*To do*
For every line in the records below that holds "await", make a copy.

*Input for this task*
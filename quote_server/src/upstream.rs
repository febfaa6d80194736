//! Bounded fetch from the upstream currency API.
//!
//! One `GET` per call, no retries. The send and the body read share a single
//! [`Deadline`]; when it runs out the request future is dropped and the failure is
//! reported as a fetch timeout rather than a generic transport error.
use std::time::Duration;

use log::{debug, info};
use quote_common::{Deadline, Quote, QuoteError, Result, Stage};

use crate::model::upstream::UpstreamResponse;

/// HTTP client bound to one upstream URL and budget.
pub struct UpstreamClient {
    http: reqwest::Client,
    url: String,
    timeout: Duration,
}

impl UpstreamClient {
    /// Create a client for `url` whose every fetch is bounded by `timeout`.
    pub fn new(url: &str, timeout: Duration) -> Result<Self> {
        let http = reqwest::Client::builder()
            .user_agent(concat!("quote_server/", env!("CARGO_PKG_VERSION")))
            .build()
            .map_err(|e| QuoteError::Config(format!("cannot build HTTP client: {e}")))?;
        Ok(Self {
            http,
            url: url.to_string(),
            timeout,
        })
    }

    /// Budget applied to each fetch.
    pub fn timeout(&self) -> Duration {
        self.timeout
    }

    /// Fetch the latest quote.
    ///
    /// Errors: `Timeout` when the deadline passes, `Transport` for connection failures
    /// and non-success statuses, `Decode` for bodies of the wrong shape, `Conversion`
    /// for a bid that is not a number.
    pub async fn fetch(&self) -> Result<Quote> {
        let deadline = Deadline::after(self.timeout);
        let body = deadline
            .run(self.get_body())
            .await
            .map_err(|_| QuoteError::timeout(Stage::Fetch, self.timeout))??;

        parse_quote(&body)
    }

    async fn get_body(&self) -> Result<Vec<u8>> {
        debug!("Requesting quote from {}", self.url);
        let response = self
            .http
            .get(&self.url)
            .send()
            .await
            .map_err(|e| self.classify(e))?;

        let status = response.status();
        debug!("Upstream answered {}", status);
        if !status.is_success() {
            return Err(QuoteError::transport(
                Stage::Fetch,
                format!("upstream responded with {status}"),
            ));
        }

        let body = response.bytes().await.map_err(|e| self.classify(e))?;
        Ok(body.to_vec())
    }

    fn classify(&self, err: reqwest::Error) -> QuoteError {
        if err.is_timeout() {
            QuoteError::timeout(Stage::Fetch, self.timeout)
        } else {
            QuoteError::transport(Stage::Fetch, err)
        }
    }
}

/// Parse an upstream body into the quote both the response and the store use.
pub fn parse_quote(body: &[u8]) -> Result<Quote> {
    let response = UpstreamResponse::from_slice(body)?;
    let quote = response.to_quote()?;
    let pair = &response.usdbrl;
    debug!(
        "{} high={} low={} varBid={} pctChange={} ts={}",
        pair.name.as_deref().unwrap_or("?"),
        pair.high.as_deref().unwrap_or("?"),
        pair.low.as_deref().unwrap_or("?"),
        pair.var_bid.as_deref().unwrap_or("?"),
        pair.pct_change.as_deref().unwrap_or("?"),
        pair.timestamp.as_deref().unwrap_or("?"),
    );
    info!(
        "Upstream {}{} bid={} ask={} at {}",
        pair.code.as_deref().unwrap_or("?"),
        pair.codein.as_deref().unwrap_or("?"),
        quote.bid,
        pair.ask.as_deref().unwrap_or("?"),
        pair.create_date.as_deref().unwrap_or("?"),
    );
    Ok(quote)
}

---

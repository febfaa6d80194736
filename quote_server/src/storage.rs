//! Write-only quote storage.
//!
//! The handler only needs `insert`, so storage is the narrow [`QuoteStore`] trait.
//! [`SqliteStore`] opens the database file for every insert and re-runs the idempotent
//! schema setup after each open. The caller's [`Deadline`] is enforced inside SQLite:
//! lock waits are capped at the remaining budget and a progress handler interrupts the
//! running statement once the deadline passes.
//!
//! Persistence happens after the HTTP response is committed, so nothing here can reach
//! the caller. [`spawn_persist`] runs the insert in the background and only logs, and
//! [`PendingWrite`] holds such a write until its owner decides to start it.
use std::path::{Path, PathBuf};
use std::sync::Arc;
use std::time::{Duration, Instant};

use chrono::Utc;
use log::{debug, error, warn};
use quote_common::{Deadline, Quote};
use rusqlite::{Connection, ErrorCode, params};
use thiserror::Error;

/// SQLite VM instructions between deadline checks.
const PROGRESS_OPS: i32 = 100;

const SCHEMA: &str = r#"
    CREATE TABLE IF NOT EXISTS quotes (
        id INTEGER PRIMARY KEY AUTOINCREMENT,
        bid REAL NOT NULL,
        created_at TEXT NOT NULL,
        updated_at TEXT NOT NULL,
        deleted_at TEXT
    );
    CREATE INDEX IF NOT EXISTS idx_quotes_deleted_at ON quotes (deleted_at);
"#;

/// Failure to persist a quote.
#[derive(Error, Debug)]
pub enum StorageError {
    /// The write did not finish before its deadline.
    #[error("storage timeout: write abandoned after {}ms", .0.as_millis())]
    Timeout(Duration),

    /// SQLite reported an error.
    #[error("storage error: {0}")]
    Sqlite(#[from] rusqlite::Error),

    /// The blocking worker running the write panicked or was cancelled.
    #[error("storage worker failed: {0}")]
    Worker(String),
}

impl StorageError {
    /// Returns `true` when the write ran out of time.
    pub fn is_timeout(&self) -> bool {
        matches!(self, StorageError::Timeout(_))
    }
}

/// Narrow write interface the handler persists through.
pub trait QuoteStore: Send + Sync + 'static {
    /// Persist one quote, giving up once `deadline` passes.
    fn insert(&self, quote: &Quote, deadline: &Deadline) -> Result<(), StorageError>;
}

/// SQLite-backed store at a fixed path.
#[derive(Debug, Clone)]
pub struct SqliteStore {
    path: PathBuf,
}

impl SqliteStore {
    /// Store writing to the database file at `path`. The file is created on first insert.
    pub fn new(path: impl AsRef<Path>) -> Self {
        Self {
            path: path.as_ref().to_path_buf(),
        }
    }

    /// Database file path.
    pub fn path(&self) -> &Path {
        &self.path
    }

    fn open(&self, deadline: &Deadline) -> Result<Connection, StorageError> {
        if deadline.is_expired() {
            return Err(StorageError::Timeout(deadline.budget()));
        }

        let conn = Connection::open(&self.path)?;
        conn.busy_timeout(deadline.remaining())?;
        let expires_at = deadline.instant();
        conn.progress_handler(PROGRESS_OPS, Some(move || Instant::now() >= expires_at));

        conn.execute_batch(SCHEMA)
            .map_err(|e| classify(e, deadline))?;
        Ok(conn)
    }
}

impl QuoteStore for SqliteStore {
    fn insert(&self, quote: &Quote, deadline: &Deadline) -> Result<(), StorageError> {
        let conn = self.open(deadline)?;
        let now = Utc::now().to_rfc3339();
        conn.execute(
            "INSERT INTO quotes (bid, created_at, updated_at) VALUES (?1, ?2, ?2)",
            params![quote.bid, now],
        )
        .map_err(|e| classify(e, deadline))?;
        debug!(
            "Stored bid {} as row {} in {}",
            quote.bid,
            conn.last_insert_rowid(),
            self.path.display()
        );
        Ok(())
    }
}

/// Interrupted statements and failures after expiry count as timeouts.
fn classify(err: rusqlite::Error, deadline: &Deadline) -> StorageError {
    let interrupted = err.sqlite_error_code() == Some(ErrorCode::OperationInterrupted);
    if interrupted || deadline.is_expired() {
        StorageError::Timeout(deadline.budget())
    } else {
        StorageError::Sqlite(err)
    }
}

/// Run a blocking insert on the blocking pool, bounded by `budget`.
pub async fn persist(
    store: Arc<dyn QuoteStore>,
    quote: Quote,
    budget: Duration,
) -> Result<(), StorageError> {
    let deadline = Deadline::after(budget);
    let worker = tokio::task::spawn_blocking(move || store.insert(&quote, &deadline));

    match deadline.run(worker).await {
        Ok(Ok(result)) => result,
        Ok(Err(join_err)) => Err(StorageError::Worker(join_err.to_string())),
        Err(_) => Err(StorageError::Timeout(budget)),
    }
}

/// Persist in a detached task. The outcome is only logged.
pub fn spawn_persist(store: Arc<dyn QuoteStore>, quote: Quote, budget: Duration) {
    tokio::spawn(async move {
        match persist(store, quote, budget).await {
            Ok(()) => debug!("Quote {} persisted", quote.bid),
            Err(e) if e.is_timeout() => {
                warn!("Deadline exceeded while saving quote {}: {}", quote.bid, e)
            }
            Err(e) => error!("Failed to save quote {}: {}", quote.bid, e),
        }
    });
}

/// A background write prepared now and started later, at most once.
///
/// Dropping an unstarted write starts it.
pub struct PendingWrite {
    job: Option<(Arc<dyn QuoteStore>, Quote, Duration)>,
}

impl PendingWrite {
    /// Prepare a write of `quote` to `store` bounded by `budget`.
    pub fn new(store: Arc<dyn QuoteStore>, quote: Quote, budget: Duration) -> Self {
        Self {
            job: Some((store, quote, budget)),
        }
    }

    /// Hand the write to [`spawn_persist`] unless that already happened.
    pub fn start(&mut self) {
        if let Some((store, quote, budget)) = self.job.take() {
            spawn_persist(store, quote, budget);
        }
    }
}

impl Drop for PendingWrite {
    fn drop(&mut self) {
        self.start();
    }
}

==

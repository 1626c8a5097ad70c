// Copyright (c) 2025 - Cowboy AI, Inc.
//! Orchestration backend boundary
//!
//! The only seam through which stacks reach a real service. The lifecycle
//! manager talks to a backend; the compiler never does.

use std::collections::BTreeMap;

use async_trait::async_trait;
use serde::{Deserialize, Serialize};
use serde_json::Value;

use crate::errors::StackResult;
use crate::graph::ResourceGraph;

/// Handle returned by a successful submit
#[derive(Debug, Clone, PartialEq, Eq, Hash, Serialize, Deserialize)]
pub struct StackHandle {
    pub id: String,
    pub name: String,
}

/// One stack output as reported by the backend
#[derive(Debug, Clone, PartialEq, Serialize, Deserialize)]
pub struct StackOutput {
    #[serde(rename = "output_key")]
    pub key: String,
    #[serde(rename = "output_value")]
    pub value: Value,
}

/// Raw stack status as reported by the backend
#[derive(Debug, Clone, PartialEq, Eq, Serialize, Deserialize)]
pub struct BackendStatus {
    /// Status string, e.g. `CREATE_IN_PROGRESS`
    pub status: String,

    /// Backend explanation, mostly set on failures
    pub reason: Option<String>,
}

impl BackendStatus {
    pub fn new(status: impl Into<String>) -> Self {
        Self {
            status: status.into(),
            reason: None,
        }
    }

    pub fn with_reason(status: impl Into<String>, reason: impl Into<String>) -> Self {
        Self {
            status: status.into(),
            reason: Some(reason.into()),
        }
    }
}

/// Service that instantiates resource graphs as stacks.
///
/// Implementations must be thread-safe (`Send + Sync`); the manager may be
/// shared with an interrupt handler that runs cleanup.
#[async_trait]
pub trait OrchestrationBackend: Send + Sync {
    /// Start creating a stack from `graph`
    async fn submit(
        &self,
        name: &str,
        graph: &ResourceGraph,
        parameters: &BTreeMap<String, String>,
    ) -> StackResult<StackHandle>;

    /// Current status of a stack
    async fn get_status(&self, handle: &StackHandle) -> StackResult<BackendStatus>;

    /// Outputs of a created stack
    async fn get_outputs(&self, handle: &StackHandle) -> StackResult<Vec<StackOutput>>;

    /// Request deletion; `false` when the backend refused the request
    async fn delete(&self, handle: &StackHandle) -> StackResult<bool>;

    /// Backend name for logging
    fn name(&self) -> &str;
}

*Exercise response*
            .await
            .await
        let body = response.bytes().await.map_err(|e| self.classify(e))?;
    match deadline.run(worker).await {
        match persist(store, quote, budget).await {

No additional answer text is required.